== Segment start ==
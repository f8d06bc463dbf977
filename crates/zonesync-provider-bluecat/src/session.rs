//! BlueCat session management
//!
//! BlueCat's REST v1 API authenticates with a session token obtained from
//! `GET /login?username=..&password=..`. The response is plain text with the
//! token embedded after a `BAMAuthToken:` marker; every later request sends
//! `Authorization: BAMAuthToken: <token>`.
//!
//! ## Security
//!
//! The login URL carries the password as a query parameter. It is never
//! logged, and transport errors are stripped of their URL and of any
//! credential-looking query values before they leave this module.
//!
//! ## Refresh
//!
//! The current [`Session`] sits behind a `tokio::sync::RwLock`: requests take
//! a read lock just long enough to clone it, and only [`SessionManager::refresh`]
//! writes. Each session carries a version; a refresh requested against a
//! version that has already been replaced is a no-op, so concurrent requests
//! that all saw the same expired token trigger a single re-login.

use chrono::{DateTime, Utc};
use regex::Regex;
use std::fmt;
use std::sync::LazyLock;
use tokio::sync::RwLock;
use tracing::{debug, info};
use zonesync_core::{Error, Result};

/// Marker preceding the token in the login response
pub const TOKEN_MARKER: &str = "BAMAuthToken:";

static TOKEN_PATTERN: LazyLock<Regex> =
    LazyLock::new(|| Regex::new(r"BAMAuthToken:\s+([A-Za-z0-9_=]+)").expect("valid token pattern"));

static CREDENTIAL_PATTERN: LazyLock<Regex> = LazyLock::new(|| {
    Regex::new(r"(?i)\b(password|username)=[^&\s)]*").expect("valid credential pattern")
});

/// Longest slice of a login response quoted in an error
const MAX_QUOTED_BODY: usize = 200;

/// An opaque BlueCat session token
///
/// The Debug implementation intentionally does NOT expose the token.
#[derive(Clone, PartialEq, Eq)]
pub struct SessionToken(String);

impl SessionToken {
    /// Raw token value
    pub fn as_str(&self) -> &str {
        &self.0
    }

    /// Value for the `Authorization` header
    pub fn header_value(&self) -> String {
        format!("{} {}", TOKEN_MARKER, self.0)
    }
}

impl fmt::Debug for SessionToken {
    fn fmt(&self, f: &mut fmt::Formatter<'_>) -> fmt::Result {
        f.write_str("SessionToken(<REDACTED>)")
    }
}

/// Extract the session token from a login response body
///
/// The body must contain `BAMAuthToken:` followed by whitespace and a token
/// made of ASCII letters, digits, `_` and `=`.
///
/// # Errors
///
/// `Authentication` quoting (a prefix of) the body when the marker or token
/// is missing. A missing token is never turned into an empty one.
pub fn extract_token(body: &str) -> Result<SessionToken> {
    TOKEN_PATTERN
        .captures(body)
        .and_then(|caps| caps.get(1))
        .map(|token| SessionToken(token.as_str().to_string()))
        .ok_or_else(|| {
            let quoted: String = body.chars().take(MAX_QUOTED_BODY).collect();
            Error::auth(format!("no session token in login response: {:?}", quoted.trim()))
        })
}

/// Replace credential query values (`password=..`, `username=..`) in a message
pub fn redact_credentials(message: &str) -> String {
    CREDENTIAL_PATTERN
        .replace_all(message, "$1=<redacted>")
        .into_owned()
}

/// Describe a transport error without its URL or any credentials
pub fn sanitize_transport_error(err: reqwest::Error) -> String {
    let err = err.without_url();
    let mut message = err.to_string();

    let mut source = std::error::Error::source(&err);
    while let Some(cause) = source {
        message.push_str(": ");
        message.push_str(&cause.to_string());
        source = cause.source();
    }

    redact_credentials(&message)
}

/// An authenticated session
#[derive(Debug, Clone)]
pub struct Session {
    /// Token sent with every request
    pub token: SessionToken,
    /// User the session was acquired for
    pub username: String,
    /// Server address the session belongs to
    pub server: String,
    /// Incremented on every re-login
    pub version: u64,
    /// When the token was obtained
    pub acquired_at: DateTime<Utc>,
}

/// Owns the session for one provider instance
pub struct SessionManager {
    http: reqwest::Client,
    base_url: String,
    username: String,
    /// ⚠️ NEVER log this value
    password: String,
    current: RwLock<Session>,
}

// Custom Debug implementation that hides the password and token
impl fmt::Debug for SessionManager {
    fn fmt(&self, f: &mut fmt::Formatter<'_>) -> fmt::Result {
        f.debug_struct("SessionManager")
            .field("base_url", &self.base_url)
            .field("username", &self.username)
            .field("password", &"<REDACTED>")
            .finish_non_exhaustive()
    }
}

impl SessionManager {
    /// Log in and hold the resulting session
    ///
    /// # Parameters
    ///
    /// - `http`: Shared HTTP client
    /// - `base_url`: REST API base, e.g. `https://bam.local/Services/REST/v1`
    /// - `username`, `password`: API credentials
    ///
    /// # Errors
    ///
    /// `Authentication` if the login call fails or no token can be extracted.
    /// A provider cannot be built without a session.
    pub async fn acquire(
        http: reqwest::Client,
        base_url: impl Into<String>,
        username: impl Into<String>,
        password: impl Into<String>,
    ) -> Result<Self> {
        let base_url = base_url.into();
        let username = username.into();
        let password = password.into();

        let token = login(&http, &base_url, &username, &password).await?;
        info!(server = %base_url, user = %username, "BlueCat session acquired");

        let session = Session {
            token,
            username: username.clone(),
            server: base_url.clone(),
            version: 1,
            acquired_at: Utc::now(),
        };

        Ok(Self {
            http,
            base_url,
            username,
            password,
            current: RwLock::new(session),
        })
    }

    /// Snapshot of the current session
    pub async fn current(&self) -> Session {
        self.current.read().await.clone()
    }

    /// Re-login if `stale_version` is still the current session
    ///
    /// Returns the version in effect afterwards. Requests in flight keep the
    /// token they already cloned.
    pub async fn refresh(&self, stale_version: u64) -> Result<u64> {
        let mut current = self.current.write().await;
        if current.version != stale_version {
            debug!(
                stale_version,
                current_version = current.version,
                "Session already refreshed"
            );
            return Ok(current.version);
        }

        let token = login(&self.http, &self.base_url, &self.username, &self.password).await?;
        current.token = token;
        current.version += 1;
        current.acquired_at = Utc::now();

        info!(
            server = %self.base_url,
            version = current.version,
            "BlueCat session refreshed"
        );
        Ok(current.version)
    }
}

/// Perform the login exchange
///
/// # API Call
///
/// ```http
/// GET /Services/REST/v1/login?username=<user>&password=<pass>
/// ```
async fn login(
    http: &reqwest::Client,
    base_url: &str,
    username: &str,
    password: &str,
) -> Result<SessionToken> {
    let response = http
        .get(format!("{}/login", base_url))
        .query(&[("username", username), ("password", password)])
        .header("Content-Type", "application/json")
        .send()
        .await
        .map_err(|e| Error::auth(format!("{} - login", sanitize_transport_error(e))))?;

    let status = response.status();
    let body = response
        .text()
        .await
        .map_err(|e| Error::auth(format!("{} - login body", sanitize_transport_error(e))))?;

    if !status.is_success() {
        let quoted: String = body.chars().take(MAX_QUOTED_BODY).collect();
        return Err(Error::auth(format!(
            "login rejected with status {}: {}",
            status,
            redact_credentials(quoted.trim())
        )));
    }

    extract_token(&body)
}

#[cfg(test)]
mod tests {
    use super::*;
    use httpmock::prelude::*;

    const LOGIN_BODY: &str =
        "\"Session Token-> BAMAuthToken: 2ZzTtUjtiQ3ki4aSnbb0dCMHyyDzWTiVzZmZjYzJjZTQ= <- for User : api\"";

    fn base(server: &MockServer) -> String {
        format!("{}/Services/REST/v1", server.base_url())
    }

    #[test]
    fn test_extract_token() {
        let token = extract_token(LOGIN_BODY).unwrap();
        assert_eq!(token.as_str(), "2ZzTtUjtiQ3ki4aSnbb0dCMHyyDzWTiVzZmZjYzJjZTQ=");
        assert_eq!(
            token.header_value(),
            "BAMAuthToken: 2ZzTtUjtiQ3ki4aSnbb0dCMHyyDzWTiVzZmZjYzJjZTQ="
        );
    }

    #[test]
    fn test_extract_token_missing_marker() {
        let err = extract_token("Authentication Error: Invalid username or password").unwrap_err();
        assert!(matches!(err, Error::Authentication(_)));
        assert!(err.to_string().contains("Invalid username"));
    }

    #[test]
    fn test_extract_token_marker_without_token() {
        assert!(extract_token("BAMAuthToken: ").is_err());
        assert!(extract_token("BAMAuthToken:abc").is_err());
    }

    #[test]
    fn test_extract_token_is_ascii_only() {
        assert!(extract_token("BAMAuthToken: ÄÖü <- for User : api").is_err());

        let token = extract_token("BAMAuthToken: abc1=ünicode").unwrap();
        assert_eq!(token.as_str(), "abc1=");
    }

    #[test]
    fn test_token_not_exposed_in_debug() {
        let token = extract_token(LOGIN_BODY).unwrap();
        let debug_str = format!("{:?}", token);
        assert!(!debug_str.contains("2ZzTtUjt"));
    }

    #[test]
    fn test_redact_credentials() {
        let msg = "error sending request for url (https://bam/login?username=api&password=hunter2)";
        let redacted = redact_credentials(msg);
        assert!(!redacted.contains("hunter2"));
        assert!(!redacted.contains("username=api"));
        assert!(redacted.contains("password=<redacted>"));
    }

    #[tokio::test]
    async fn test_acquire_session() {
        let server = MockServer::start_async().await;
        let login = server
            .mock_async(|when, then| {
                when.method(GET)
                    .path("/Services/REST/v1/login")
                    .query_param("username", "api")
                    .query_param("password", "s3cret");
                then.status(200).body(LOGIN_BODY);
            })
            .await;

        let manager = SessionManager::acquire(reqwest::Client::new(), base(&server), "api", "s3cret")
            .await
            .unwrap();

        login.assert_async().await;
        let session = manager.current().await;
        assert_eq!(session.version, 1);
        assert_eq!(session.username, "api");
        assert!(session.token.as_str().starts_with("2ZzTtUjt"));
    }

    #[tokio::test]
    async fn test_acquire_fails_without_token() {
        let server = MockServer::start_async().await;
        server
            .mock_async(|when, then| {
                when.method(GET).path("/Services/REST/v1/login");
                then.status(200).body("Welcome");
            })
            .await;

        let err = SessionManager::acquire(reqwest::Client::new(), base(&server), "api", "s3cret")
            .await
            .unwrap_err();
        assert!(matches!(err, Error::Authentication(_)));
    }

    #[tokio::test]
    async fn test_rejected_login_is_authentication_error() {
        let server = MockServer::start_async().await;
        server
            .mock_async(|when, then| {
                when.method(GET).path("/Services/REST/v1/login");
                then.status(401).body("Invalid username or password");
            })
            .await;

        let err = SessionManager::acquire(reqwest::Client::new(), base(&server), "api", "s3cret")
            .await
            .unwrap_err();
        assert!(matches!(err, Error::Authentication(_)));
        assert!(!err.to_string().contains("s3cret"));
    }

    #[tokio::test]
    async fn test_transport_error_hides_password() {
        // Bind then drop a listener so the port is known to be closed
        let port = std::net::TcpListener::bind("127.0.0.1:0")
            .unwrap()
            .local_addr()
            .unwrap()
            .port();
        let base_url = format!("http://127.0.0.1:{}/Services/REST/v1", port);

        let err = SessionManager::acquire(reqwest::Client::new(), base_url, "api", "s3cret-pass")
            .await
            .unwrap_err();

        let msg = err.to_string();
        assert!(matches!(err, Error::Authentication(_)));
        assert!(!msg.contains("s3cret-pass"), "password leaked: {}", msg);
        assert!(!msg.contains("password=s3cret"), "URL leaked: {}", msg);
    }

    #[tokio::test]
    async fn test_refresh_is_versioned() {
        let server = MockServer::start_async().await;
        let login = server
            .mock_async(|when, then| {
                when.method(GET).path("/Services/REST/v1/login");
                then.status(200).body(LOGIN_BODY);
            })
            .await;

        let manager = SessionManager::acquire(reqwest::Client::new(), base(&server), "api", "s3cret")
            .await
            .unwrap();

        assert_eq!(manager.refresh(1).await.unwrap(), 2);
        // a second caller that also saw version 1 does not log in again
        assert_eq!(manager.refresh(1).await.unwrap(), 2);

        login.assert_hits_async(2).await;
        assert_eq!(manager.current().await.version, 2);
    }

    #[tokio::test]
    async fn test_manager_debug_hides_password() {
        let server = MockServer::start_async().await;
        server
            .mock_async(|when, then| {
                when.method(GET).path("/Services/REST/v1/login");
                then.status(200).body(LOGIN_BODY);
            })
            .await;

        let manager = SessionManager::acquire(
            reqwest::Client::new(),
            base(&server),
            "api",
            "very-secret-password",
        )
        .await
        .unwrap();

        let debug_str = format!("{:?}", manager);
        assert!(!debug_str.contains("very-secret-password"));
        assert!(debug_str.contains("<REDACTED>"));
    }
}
== Segment end ==
> **Task to carry out**:
Show me every line in the data above that includes "from".

> **Solution to this task**:
//! BlueCat's REST v1 API authenticates with a session token obtained from
/// Extract the session token from a login response body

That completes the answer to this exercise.